The development comes at a time when telehealth has become a critical way for doctors to provide health care while minimising in-person contact during Covid-19.
The University of Washington-led team’s system uses machine learning to capture subtle changes in how light reflects off a person’s face, which is correlated with changing blood flow. Then it converts these changes into both pulse and respiration rate.
The researchers presented the system in December at the Neural Information Processing Systems conference.
Now the team is proposing a better system to measure these physiological signals.
This system is less likely to be tripped up by different cameras, lighting conditions or facial features, such as skin colour, according to the researchers who will present these findings on April 8 at the Association for Computing Machinery (ACM) Conference on Health, Interference, and Learning.
“Every person is different,” said lead study author Xin Liu, a UW doctoral student.
“So this system needs to be able to quickly adapt to each person’s unique physiological signature, and separate this from other variations, such as what they look like and what environment they are in.”
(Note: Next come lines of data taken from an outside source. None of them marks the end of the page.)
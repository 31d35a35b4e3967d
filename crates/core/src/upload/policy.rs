//! Upload policy table.
//!
//! Every upload context maps to exactly one storage path prefix and one media
//! class. The table is compiled into the binary; adding a context means adding
//! a variant and its rows below.

use std::fmt;
use std::str::FromStr;

use serde::{Deserialize, Serialize};

use super::error::ValidationError;

/// Content types accepted for image contexts.
pub const IMAGE_CONTENT_TYPES: &[&str] = &["image/jpeg", "image/png", "image/webp"];

/// Content types accepted for video contexts.
pub const VIDEO_CONTENT_TYPES: &[&str] = &["video/mp4", "video/webm", "video/quicktime"];

/// Class of media an upload context accepts.
#[derive(Debug, Clone, Copy, PartialEq, Eq, Hash, Serialize, Deserialize)]
#[serde(rename_all = "snake_case")]
pub enum MediaClass {
    /// Still images.
    Image,
    /// Video clips.
    Video,
}

impl MediaClass {
    /// Content types belonging to this class.
    #[must_use]
    pub const fn content_types(self) -> &'static [&'static str] {
        match self {
            Self::Image => IMAGE_CONTENT_TYPES,
            Self::Video => VIDEO_CONTENT_TYPES,
        }
    }
}

/// Named category of client-initiated upload.
#[derive(Debug, Clone, Copy, PartialEq, Eq, Hash, Serialize, Deserialize)]
#[serde(rename_all = "snake_case")]
pub enum UploadContext {
    /// Video attached to a post.
    PostVideo,
    /// Thumbnail for a post.
    PostThumbnail,
    /// Twynlights video.
    TwynlightsVideo,
    /// Twynlights thumbnail.
    TwynlightsThumbnail,
    /// Profile display picture.
    ProfileDp,
    /// Profile video.
    ProfileVideo,
    /// Profile video thumbnail.
    ProfileThumbnail,
    /// Team logo.
    TeamLogo,
    /// League logo.
    LeagueLogo,
}

impl UploadContext {
    /// Every known context, in table order.
    pub const ALL: [Self; 9] = [
        Self::PostVideo,
        Self::PostThumbnail,
        Self::TwynlightsVideo,
        Self::TwynlightsThumbnail,
        Self::ProfileDp,
        Self::ProfileVideo,
        Self::ProfileThumbnail,
        Self::TeamLogo,
        Self::LeagueLogo,
    ];

    /// Wire identifier of this context.
    #[must_use]
    pub const fn as_str(self) -> &'static str {
        match self {
            Self::PostVideo => "post_video",
            Self::PostThumbnail => "post_thumbnail",
            Self::TwynlightsVideo => "twynlights_video",
            Self::TwynlightsThumbnail => "twynlights_thumbnail",
            Self::ProfileDp => "profile_dp",
            Self::ProfileVideo => "profile_video",
            Self::ProfileThumbnail => "profile_thumbnail",
            Self::TeamLogo => "team_logo",
            Self::LeagueLogo => "league_logo",
        }
    }

    /// Storage path prefix objects of this context are written under.
    #[must_use]
    pub const fn path_prefix(self) -> &'static str {
        match self {
            Self::PostVideo => "post/video",
            Self::PostThumbnail => "post/thumbnail",
            Self::TwynlightsVideo => "twynlights/video",
            Self::TwynlightsThumbnail => "twynlights/thumbnail",
            Self::ProfileDp => "profile/profile-dp",
            Self::ProfileVideo => "profile/profile-video",
            Self::ProfileThumbnail => "profile/thumbnail",
            Self::TeamLogo => "team/team-logo",
            Self::LeagueLogo => "league/league-logo",
        }
    }

    /// Media class accepted by this context.
    #[must_use]
    pub const fn media_class(self) -> MediaClass {
        match self {
            Self::PostVideo | Self::TwynlightsVideo | Self::ProfileVideo => MediaClass::Video,
            Self::PostThumbnail
            | Self::TwynlightsThumbnail
            | Self::ProfileDp
            | Self::ProfileThumbnail
            | Self::TeamLogo
            | Self::LeagueLogo => MediaClass::Image,
        }
    }

    /// Content types accepted by this context.
    #[must_use]
    pub const fn allowed_content_types(self) -> &'static [&'static str] {
        self.media_class().content_types()
    }

    /// Check whether `content_type` is accepted by this context.
    ///
    /// Comparison is exact; no case folding or parameter stripping.
    #[must_use]
    pub fn allows(self, content_type: &str) -> bool {
        self.allowed_content_types().contains(&content_type)
    }

    /// Full policy row for this context.
    #[must_use]
    pub const fn policy(self) -> UploadPolicy {
        UploadPolicy {
            context: self,
            path_prefix: self.path_prefix(),
            allowed_content_types: self.allowed_content_types(),
        }
    }
}

impl fmt::Display for UploadContext {
    fn fmt(&self, f: &mut fmt::Formatter<'_>) -> fmt::Result {
        f.write_str(self.as_str())
    }
}

impl FromStr for UploadContext {
    type Err = ValidationError;

    fn from_str(s: &str) -> Result<Self, Self::Err> {
        Self::ALL
            .into_iter()
            .find(|context| context.as_str() == s)
            .ok_or(ValidationError::UnknownContext)
    }
}

/// One row of the policy table.
#[derive(Debug, Clone, Copy, PartialEq, Eq)]
pub struct UploadPolicy {
    /// Context the row belongs to.
    pub context: UploadContext,
    /// Storage path prefix, without trailing slash.
    pub path_prefix: &'static str,
    /// Accepted content types.
    pub allowed_content_types: &'static [&'static str],
}

/// Look up the policy for a context identifier.
///
/// Returns `None` for identifiers absent from the table.
#[must_use]
pub fn lookup(identifier: &str) -> Option<UploadPolicy> {
    identifier.parse::<UploadContext>().ok().map(UploadContext::policy)
}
The first version of this system was trained with a dataset that contained both videos of people’s faces and “ground truth” information: each person’s pulse and respiration rate measured by standard instruments in the field.
The system then used spatial and temporal information from the videos to calculate both vital signs.
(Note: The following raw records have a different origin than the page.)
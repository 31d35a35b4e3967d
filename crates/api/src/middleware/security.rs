//! Security response headers.

use axum::{
    Router,
    http::{HeaderName, HeaderValue, header},
};
use tower_http::set_header::SetResponseHeaderLayer;

/// Headers added to every response unless the handler already set them.
fn security_headers() -> [(HeaderName, HeaderValue); 8] {
    [
        (
            header::X_CONTENT_TYPE_OPTIONS,
            HeaderValue::from_static("nosniff"),
        ),
        (
            header::X_FRAME_OPTIONS,
            HeaderValue::from_static("SAMEORIGIN"),
        ),
        (
            header::REFERRER_POLICY,
            HeaderValue::from_static("no-referrer"),
        ),
        (
            header::X_DNS_PREFETCH_CONTROL,
            HeaderValue::from_static("off"),
        ),
        (
            header::STRICT_TRANSPORT_SECURITY,
            HeaderValue::from_static("max-age=31536000; includeSubDomains"),
        ),
        (
            HeaderName::from_static("cross-origin-opener-policy"),
            HeaderValue::from_static("same-origin"),
        ),
        (
            HeaderName::from_static("cross-origin-resource-policy"),
            HeaderValue::from_static("same-origin"),
        ),
        (
            HeaderName::from_static("x-permitted-cross-domain-policies"),
            HeaderValue::from_static("none"),
        ),
    ]
}

/// Apply the security header layers to a router.
pub fn with_security_headers<S>(router: Router<S>) -> Router<S>
where
    S: Clone + Send + Sync + 'static,
{
    security_headers()
        .into_iter()
        .fold(router, |router, (name, value)| {
            router.layer(SetResponseHeaderLayer::if_not_present(name, value))
        })
}
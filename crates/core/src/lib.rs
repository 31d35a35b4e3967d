//! Core upload logic for Twynup.
//!
//! This crate contains the upload policy and signing with ZERO web dependencies.
//!
//! # Modules
//!
//! - `upload` - Policy table, validation, key derivation and orchestration
//! - `storage` - Presigned URL generation against S3

pub mod storage;
pub mod upload;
While the system worked well on some datasets, it still struggled with others that contained different people, backgrounds and lighting. This is a common problem known as “overfitting,” the team said.
The researchers improved the system by having it produce a personalised machine learning model for each individual.
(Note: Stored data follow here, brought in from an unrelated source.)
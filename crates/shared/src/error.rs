//! Application-wide error types.

use thiserror::Error;

/// Application error types.
#[derive(Debug, Error)]
pub enum AppError {
    /// Request rejected by input validation.
    #[error("Validation error: {0}")]
    Validation(String),

    /// Resource not found.
    #[error("Not found: {0}")]
    NotFound(String),

    /// Required server configuration is missing or invalid.
    #[error("Configuration error: {0}")]
    Configuration(String),

    /// External service error.
    #[error("External service error: {0}")]
    ExternalService(String),
}

impl AppError {
    /// Returns the HTTP status code for this error.
    #[must_use]
    pub const fn status_code(&self) -> u16 {
        match self {
            Self::Validation(_) => 400,
            Self::NotFound(_) => 404,
            Self::Configuration(_) | Self::ExternalService(_) => 500,
        }
    }

    /// Returns the error code for API responses.
    #[must_use]
    pub const fn error_code(&self) -> &'static str {
        match self {
            Self::Validation(_) => "VALIDATION_ERROR",
            Self::NotFound(_) => "NOT_FOUND",
            Self::Configuration(_) => "CONFIGURATION_ERROR",
            Self::ExternalService(_) => "EXTERNAL_SERVICE_ERROR",
        }
    }

    /// Returns the caller-facing message without the category prefix.
    #[must_use]
    pub fn message(&self) -> &str {
        match self {
            Self::Validation(msg)
            | Self::NotFound(msg)
            | Self::Configuration(msg)
            | Self::ExternalService(msg) => msg,
        }
    }
}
Specifically, it helps look for important areas in a video frame that likely contain physiological features correlated with changing blood flow in a face under different contexts, such as different skin tones, lighting conditions and environments.
From there, it can focus on that area and measure the pulse and respiration rate.
While this new system outperforms its predecessor when given more challenging datasets, especially for people with darker skin tones, there is still more work to do, the team said.